Anyone who wants to get into your home bad enough can easily do it. Windows break and they're in. I'm interested in one of the new alarm systems you install yourself, and use through the internet. Anyone have any feedback on that? Motion detectors and lots of light really work to deter most thieves. One thing I do when I'm away is set about 5 timers so they go off and on during the day and evening, and a couple of times during the night in the bathroom. One controls a radio so the noise starts and stops. 

But still, occasionally those low life types just walk around a neighborhood ringing doorbells and pretending to be salesmen if someone answers. If no one is home, they just break in. 

Nonetheless, sorry that they got some of your tools. They ought to institute capital punishment for tool thieves! 

BTW, didn't someone come up with some material with numbered particles you put in or on your tools so they can easily be traced? Can't remember the company.


----------



## fire65 (Oct 29, 2008)

Sorry to hear that you lost your tools. I have long range sensors on both shop doors connected to my home alarm. Smart phone tells me if a door opens or if left open for a set amount of time.


----------



## oldrusty (Mar 31, 2011)

John. Doesn't that defeat the reason for having a remote opener. Will. I would have to be home to respond to a motion detecter. Dan the hidden kill switch does exactly what you suggest but my wife and I don't want to have to go to the switch, some distance away, every time we go to the store. We're not that young anymore. I know I have paid for the convenience but I sure would like to have a safe remote system. Al


----------



## Twistedcowboy (Feb 2, 2015)

oldrusty said:


> John. Doesn't that defeat the reason for having a remote opener. Will. I would have to be home to respond to a motion detecter.
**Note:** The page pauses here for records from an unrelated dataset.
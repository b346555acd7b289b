//! Revoked-token registry.
//!
//! Entries are keyed by the token `jti` and remember the token's own expiry.
//! Once that expiry passes the token is rejected as expired anyway, so the
//! entry can be dropped; `sweep` does that off the request path.

use async_trait::async_trait;
use rand::Rng;
use std::collections::{hash_map::Entry, HashMap};
use std::sync::{Arc, RwLock};
use std::time::Duration;
use tokio::task::JoinHandle;
use tracing::{debug, error};

use super::{clock::Clock, error::StoreError};

#[async_trait]
pub trait RevocationStore: Send + Sync {
    /// Mark `token_id` as revoked until `expires_at`.
    ///
    /// Returns `true` only for the call that first revoked `token_id`, so
    /// callers can use it to claim a token exactly once.
    async fn revoke(&self, token_id: &str, expires_at: i64) -> Result<bool, StoreError>;

    async fn is_revoked(&self, token_id: &str) -> Result<bool, StoreError>;

    /// Drop entries whose `expires_at <= now`; returns how many were removed.
    async fn sweep(&self, now: i64) -> Result<usize, StoreError>;
}

#[derive(Debug, Default)]
pub struct InMemoryRevocationStore {
    entries: RwLock<HashMap<String, i64>>,
}

impl InMemoryRevocationStore {
    #[must_use]
    pub fn new() -> Self {
        Self::default()
    }

    /// Number of tracked entries, swept or not.
    ///
    /// # Errors
    /// Returns `StoreError::Poisoned` if a writer panicked.
    pub fn len(&self) -> Result<usize, StoreError> {
        Ok(self.entries.read().map_err(|_| StoreError::Poisoned)?.len())
    }

    /// # Errors
    /// Returns `StoreError::Poisoned` if a writer panicked.
    pub fn is_empty(&self) -> Result<bool, StoreError> {
        self.len().map(|len| len == 0)
    }
}

#[async_trait]
impl RevocationStore for InMemoryRevocationStore {
    async fn revoke(&self, token_id: &str, expires_at: i64) -> Result<bool, StoreError> {
        let mut entries = self.entries.write().map_err(|_| StoreError::Poisoned)?;
        match entries.entry(token_id.to_string()) {
            Entry::Vacant(slot) => {
                slot.insert(expires_at);
                Ok(true)
            }
            // Keep the later expiry if the same id is revoked twice.
            Entry::Occupied(mut slot) => {
                let kept = (*slot.get()).max(expires_at);
                slot.insert(kept);
                Ok(false)
            }
        }
    }

    async fn is_revoked(&self, token_id: &str) -> Result<bool, StoreError> {
        let entries = self.entries.read().map_err(|_| StoreError::Poisoned)?;
        Ok(entries.contains_key(token_id))
    }

    async fn sweep(&self, now: i64) -> Result<usize, StoreError> {
        let mut entries = self.entries.write().map_err(|_| StoreError::Poisoned)?;
        let before = entries.len();
        entries.retain(|_, expires_at| *expires_at > now);
        Ok(before - entries.len())
    }
}

/// Periodically sweep `store`, with up to 10% jitter on each interval.
pub fn spawn_sweeper(
    store: Arc<dyn RevocationStore>,
    clock: Arc<dyn Clock>,
    every: Duration,
) -> JoinHandle<()> {
    tokio::spawn(async move {
        loop {
            let jittered = every.mul_f64(rand::thread_rng().gen_range(0.9..1.1));
            tokio::time::sleep(jittered).await;

            match store.sweep(clock.now()).await {
                Ok(0) => {}
                Ok(removed) => debug!("Swept {} expired revocation entries", removed),
                Err(err) => error!("Failed to sweep revocation store: {err}"),
            }
        }
    })
}

#[cfg(test)]
mod tests {
    use super::*;
    use crate::auth::clock::ManualClock;

    #[tokio::test]
    async fn revoked_until_swept_after_expiry() -> Result<(), StoreError> {
        let store = InMemoryRevocationStore::new();
        store.revoke("jti-1", 200).await?;
        store.revoke("jti-2", 500).await?;

        assert!(store.is_revoked("jti-1").await?);
        assert!(!store.is_revoked("jti-3").await?);

        assert_eq!(store.sweep(199).await?, 0);
        assert!(store.is_revoked("jti-1").await?);

        assert_eq!(store.sweep(200).await?, 1);
        assert!(!store.is_revoked("jti-1").await?);
        assert!(store.is_revoked("jti-2").await?);
        assert_eq!(store.len()?, 1);
        Ok(())
    }

    #[tokio::test]
    async fn revoking_twice_keeps_latest_expiry() -> Result<(), StoreError> {
        let store = InMemoryRevocationStore::new();
        assert!(store.revoke("jti", 300).await?);
        assert!(!store.revoke("jti", 100).await?);
        assert_eq!(store.sweep(200).await?, 0);
        assert!(store.is_revoked("jti").await?);
        Ok(())
    }

    #[tokio::test(flavor = "multi_thread", worker_threads = 4)]
    async fn concurrent_revokes_claim_once() -> Result<(), StoreError> {
        let store = Arc::new(InMemoryRevocationStore::new());
        let mut handles = Vec::new();
        for _ in 0..32 {
            let store = store.clone();
            handles.push(tokio::spawn(async move { store.revoke("jti", 300).await }));
        }
        let mut claimed = 0;
        for handle in handles {
            let first = handle
                .await
                .map_err(|err| StoreError::Other(err.to_string()))??;
            if first {
                claimed += 1;
            }
        }
        assert_eq!(claimed, 1);
        Ok(())
    }

    #[tokio::test(start_paused = true)]
    async fn sweeper_task_removes_expired_entries() -> Result<(), StoreError> {
        let store = Arc::new(InMemoryRevocationStore::new());
        let clock = Arc::new(ManualClock::new(1_000));
        store.revoke("old", 1_010).await?;
        store.revoke("new", 5_000).await?;

        let handle = spawn_sweeper(store.clone(), clock.clone(), Duration::from_secs(60));
        clock.set(2_000);
        tokio::time::sleep(Duration::from_secs(120)).await;

        assert!(!store.is_revoked("old").await?);
        assert!(store.is_revoked("new").await?);
        handle.abort();
        Ok(())
    }
}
Dan the hidden kill switch does exactly what you suggest but my wife and I don't want to have to go to the switch, some distance away, every time we go to the store. We're not that young anymore. I know I have paid for the convenience but I sure would like to have a safe remote system. Al


Motion sensor camera. Catch them on film for the police.

Will

Sent from my Xoom using Tapatalk


----------



## Shop guy (Nov 22, 2012)

Sad we live in a society where so many people would rather steal than work. Sadder still is the judicial system that won't hand out meaningful punishment to those that are caught. Sadder still is a government that won't force the judicial system to be more stringent on the no goods caught today. And when the do get to court it can take years for any punishment to be handed down.


----------



## oldrusty (Mar 31, 2011)

How about opinions on the mitre saw. Al


----------



## Cherryville Chuck (Sep 28, 2010)

I have a Makita chop saw and it's very good. I remember a FWW tool test about sliders from quite a while ago and I think the Makita won it with the DW in at second. I don't think you have too much to worry about if you pick that one. I'm not saying you couldn't do better just that it is not likely to be a mistake.


----------



## curiousgeorge (Nov 6, 2006)

The Makita is a great miter saw. I have had a Makita compound miter for over 10 years and it is still as good as new and very accurate. As a mater of fact it was the first major wood working tool I bought. From a pawn shop no less.


----------



## Herb Stoops (Aug 28, 2012)

oldrusty said:


> The bad news is the fact that "someone" entered my garage/workshop, they must have been Ridgid fans because they took off with my Ridgid vac and my Ridgid mitre saw. All this despite my door opener having a rolling code. Incidentally, if anyone knows of a device to prevent what I've heard of as "code grabbing" please let me know. I do have a hidden switch that will kill power to my garage because occasionally one of my neighbours opener would hit on my code, but some times the power was left on for short periods of time. For the work I do I can't justify spending the money to buy another Ridgid saw so I am looking at a Makita MAK-LS1040 has any one had experience with this saw. I realize it's not as robust as the Ridgid but at nearly $70 less I can live with that. Oldrusty


I sure sympathize with you Al. I am still stinging from the break-in of my house the last week in Jan.
Sure burns a guy up every time they think about it. 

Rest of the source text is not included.